To achieve this, warehouse automation will be the name of the game. From picking and packing to determining the best delivery routes, artificial intelligence (AI) and year-round continuous operation will be essential to the successful e-commerce players of tomorrow.
A network of intelligent sensors, already important today, will be responsible for making the execution process more transparent and more robust. This Internet of Things (IoT) will depend on the low latency connection at the edge of a network, for example, directly on the racks of a warehouse, to allow employees and customers to instantly discover the status of a article. Moreover, this IoT network must be equipped with intelligence to make real-time decisions when a particular element is missing or damaged.
All of this digital magic also means that the computer systems that power these new features must be robust and fault-tolerant in order to support the operation of e-commerce businesses year-round.
When online sales operate 24/7 and deliveries happen in hours, not days, any digital infrastructure downtime is costly in many ways, especially negative impact on customer satisfaction. It’s not something a serious e-commerce business can afford to lose.
It is also important to consider the quality of operation of its digital systems. Buying and installing a complex setup only makes costs high, upgrades difficult, and any future changes time consuming. This way you lose the agility so important given the dynamic nature of e-commerce.
What is needed instead are systems that are simple to install, run and manage. They must be protected against cyber threats and unexpected failures caused by potential hardware failure. They must also be self-contained, robust, and reliable without the need for costly monitoring, repair, and maintenance by IT professionals.
The less one has to manipulate the critical systems involved in the operation of automated robots that traverse a warehouse or other important parts of the logistics system, the more time there is to devote to increasing sales and improving the customer loyalty.

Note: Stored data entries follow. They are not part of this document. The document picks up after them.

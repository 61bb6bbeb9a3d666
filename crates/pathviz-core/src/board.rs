//! The [`Board`] — a fixed-size grid of [`CellState`]s with value semantics.
//!
//! Unlike a shared-buffer grid, a `Board` owns its cells outright: `Clone`
//! is the snapshot operation, so every published frame is an independent
//! copy and readers never observe a torn state.

use crate::cell::CellState;
use crate::position::Position;

/// Default board dimensions.
pub const DEFAULT_ROWS: i32 = 20;
/// Default board dimensions.
pub const DEFAULT_COLS: i32 = 12;

/// A fixed `rows × cols` grid of [`CellState`]s with one `Start` and one
/// `End` cell whose positions never change for the lifetime of the board.
#[derive(Clone, Debug, PartialEq, Eq)]
#[cfg_attr(feature = "serde", derive(serde::Serialize, serde::Deserialize))]
pub struct Board {
    rows: i32,
    cols: i32,
    start: Position,
    end: Position,
    cells: Vec<CellState>,
}

impl Board {
    /// Create a board with `Start` in the top-left corner and `End` in the
    /// bottom-right corner.
    pub fn new(rows: i32, cols: i32) -> Self {
        Self::with_endpoints(
            rows,
            cols,
            Position::ZERO,
            Position::new(rows - 1, cols - 1),
        )
    }

    /// Create a board with explicit endpoint positions.
    ///
    /// Panics if the dimensions are non-positive, an endpoint lies outside
    /// the board, or the endpoints coincide.
    pub fn with_endpoints(rows: i32, cols: i32, start: Position, end: Position) -> Self {
        assert!(rows > 0 && cols > 0, "board dimensions must be positive");
        assert!(start != end, "start and end must be distinct cells");
        let mut board = Self {
            rows,
            cols,
            start,
            end,
            cells: vec![CellState::Empty; (rows * cols) as usize],
        };
        assert!(
            board.contains(start) && board.contains(end),
            "endpoints must lie on the board"
        );
        let si = board.idx(start);
        let ei = board.idx(end);
        board.cells[si] = CellState::Start;
        board.cells[ei] = CellState::End;
        board
    }

    /// Number of rows.
    #[inline]
    pub fn rows(&self) -> i32 {
        self.rows
    }

    /// Number of columns.
    #[inline]
    pub fn cols(&self) -> i32 {
        self.cols
    }

    /// The fixed start cell.
    #[inline]
    pub fn start(&self) -> Position {
        self.start
    }

    /// The fixed end cell.
    #[inline]
    pub fn end(&self) -> Position {
        self.end
    }

    /// Whether `p` lies on the board.
    #[inline]
    pub fn contains(&self, p: Position) -> bool {
        p.row >= 0 && p.row < self.rows && p.col >= 0 && p.col < self.cols
    }

    #[inline]
    fn idx(&self, p: Position) -> usize {
        (p.row * self.cols + p.col) as usize
    }

    /// The state of the cell at `p`, or `None` if out of bounds.
    pub fn at(&self, p: Position) -> Option<CellState> {
        if !self.contains(p) {
            return None;
        }
        Some(self.cells[self.idx(p)])
    }

    /// Whether a search may step onto `p`: on the board and not a wall.
    #[inline]
    pub fn is_walkable(&self, p: Position) -> bool {
        self.at(p).is_some_and(|c| !c.is_blocking())
    }

    /// Toggle a wall at `p`. Flips `Empty` ↔ `Wall` only; out-of-bounds
    /// positions, the endpoints, and cells still carrying run markings are
    /// left untouched. Returns whether the cell changed.
    pub fn toggle_wall(&mut self, p: Position) -> bool {
        if !self.contains(p) || p == self.start || p == self.end {
            return false;
        }
        let i = self.idx(p);
        match self.cells[i] {
            CellState::Empty => {
                self.cells[i] = CellState::Wall;
                true
            }
            CellState::Wall => {
                self.cells[i] = CellState::Empty;
                true
            }
            _ => false,
        }
    }

    /// Mark `p` as visited. Only `Empty` cells take the marking; the
    /// endpoints and walls keep their identity.
    pub fn mark_visited(&mut self, p: Position) {
        if self.at(p) == Some(CellState::Empty) {
            let i = self.idx(p);
            self.cells[i] = CellState::Visited;
        }
    }

    /// Mark `p` as part of the final path. Overwrites the `Visited` marking
    /// left by the discovery replay (or `Empty`, if the cell was never
    /// visited); endpoints and walls keep their identity.
    pub fn mark_path(&mut self, p: Position) {
        if matches!(
            self.at(p),
            Some(CellState::Empty) | Some(CellState::Visited)
        ) {
            let i = self.idx(p);
            self.cells[i] = CellState::Path;
        }
    }

    /// Restore every `Visited`/`Path` cell to `Empty`, leaving walls and
    /// endpoints untouched. Run-start visual clear: walls persist across
    /// runs, only markings are dropped.
    pub fn clear_transient(&mut self) {
        for c in self.cells.iter_mut() {
            if c.is_transient() {
                *c = CellState::Empty;
            }
        }
    }

    /// Rebuild the board to its initial configuration: all `Empty` except
    /// the fixed `Start`/`End` cells.
    pub fn reset(&mut self) {
        *self = Self::with_endpoints(self.rows, self.cols, self.start, self.end);
    }

    /// Count cells in the given state.
    pub fn count(&self, state: CellState) -> usize {
        self.cells.iter().filter(|&&c| c == state).count()
    }

    /// Row-major iterator over `(Position, CellState)` pairs.
    pub fn iter(&self) -> impl Iterator<Item = (Position, CellState)> + '_ {
        self.cells.iter().enumerate().map(|(i, &c)| {
            let row = i as i32 / self.cols;
            let col = i as i32 % self.cols;
            (Position::new(row, col), c)
        })
    }
}

impl Default for Board {
    /// The reference 20×12 configuration.
    fn default() -> Self {
        Self::new(DEFAULT_ROWS, DEFAULT_COLS)
    }
}


#[cfg(all(test, feature = "serde"))]
mod serde_tests {
    use super::*;

    #[test]
    fn board_round_trip() {
        let mut b = Board::new(5, 3);
        b.toggle_wall(Position::new(2, 1));
        let json = serde_json::to_string(&b).unwrap();
        let back: Board = serde_json::from_str(&json).unwrap();
        assert_eq!(b, back);
    }

    #[test]
    fn position_round_trip() {
        let p = Position::new(7, 3);
        let json = serde_json::to_string(&p).unwrap();
        let back: Position = serde_json::from_str(&json).unwrap();
        assert_eq!(p, back);
    }
}
//! Terminal front-end for the grid pathfinding visualizer.
//!
//! Run: cargo run --bin pathviz

mod tui;

fn main() {
    if let Err(e) = tui::run() {
        eprintln!("Error: {e}");
        std::process::exit(1);
    }
}
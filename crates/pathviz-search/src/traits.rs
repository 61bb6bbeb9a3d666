use pathviz_core::Position;

/// Minimal search interface — provides passable-neighbour enumeration.
pub trait Pather {
    /// Append the passable neighbours of `p` into `buf`. The caller clears
    /// `buf` before calling. Enumeration order is the tie-break that fixes
    /// discovery order, so implementations should keep it stable.
    fn neighbors(&self, p: Position, buf: &mut Vec<Position>);
}

/// Pather with weighted (positive-cost) edges.
pub trait WeightedPather: Pather {
    /// Cost of moving from `from` to adjacent `to`. Must be > 0.
    fn cost(&self, from: Position, to: Position) -> i32;
}

/// Full A* pather with an admissible heuristic.
pub trait AstarPather: WeightedPather {
    /// Heuristic estimate of distance from `from` to `to`.
    /// Must never overestimate the true cost (admissible).
    fn estimate(&self, from: Position, to: Position) -> i32;
}
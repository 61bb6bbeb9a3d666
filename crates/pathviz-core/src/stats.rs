//! The per-run [`SimulationStats`] record.

/// Summary statistics published once at the end of every run.
///
/// `visited_count` is the number of cells marked visited during the
/// discovery replay (the start cell is never counted); `path_length` is the
/// number of cells marked as path, i.e. the cells strictly between the
/// start and end cells. Both are zero when the end is unreachable.
#[derive(Copy, Clone, Debug, Default, PartialEq, Eq)]
#[cfg_attr(feature = "serde", derive(serde::Serialize, serde::Deserialize))]
pub struct SimulationStats {
    /// Wall-clock duration of the whole run, search plus animation.
    pub duration_ms: u64,
    /// Cells scanned before the end cell was reached (or the frontier
    /// exhausted).
    pub visited_count: usize,
    /// Cells on the shortest path, endpoints excluded.
    pub path_length: usize,
}
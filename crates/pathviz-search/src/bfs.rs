use std::collections::VecDeque;

use pathviz_core::Position;

use crate::SearchField;
use crate::traits::Pather;

impl SearchField {
    /// Breadth-first search from `from` toward `to`.
    ///
    /// FIFO frontier, one unit per step — optimal on an unweighted grid.
    /// Neighbours are discovered (and given their parent) the first time
    /// they are seen; ties break by insertion order. The search stops the
    /// moment `to` is dequeued, before it is recorded as settled. Returns
    /// whether `to` was dequeued.
    pub fn bfs<P: Pather>(&mut self, pather: &P, from: Position, to: Position) -> bool {
        let Some(start_idx) = self.idx(from) else {
            return false;
        };
        let Some(goal_idx) = self.idx(to) else {
            return false;
        };

        let cur_gen = self.begin();
        self.seed(start_idx, 0);

        let mut queue: VecDeque<usize> = VecDeque::new();
        queue.push_back(start_idx);

        let mut nbuf = std::mem::take(&mut self.nbuf);
        let mut reached = false;

        while let Some(ci) = queue.pop_front() {
            if ci == goal_idx {
                reached = true;
                break;
            }

            let cp = self.point(ci);
            self.expanded.push(cp);
            let dist = self.nodes[ci].g;

            nbuf.clear();
            pather.neighbors(cp, &mut nbuf);

            for &np in nbuf.iter() {
                let Some(ni) = self.idx(np) else {
                    continue;
                };
                if self.nodes[ni].generation == cur_gen {
                    // Already discovered.
                    continue;
                }
                let n = &mut self.nodes[ni];
                n.generation = cur_gen;
                n.g = dist + 1;
                n.f = n.g;
                n.parent = ci;
                queue.push_back(ni);
            }
        }

        self.nbuf = nbuf;
        reached
    }
}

Let’s not forget that an e-commerce business lives and dies by its customer service, commonly measured these days in terms of how quickly and securely an order is fulfilled.
So, as competition intensifies across Asia-Pacific, it’s no surprise that more e-commerce players are looking to bolster their digital warehouse management systems to increase efficiency. automation and logistical security in their warehouses. A reliable yet agile logistics system could help e-commerce businesses meet ever-increasing customer expectations and improve delivery efficiency to reduce the cost of business operations.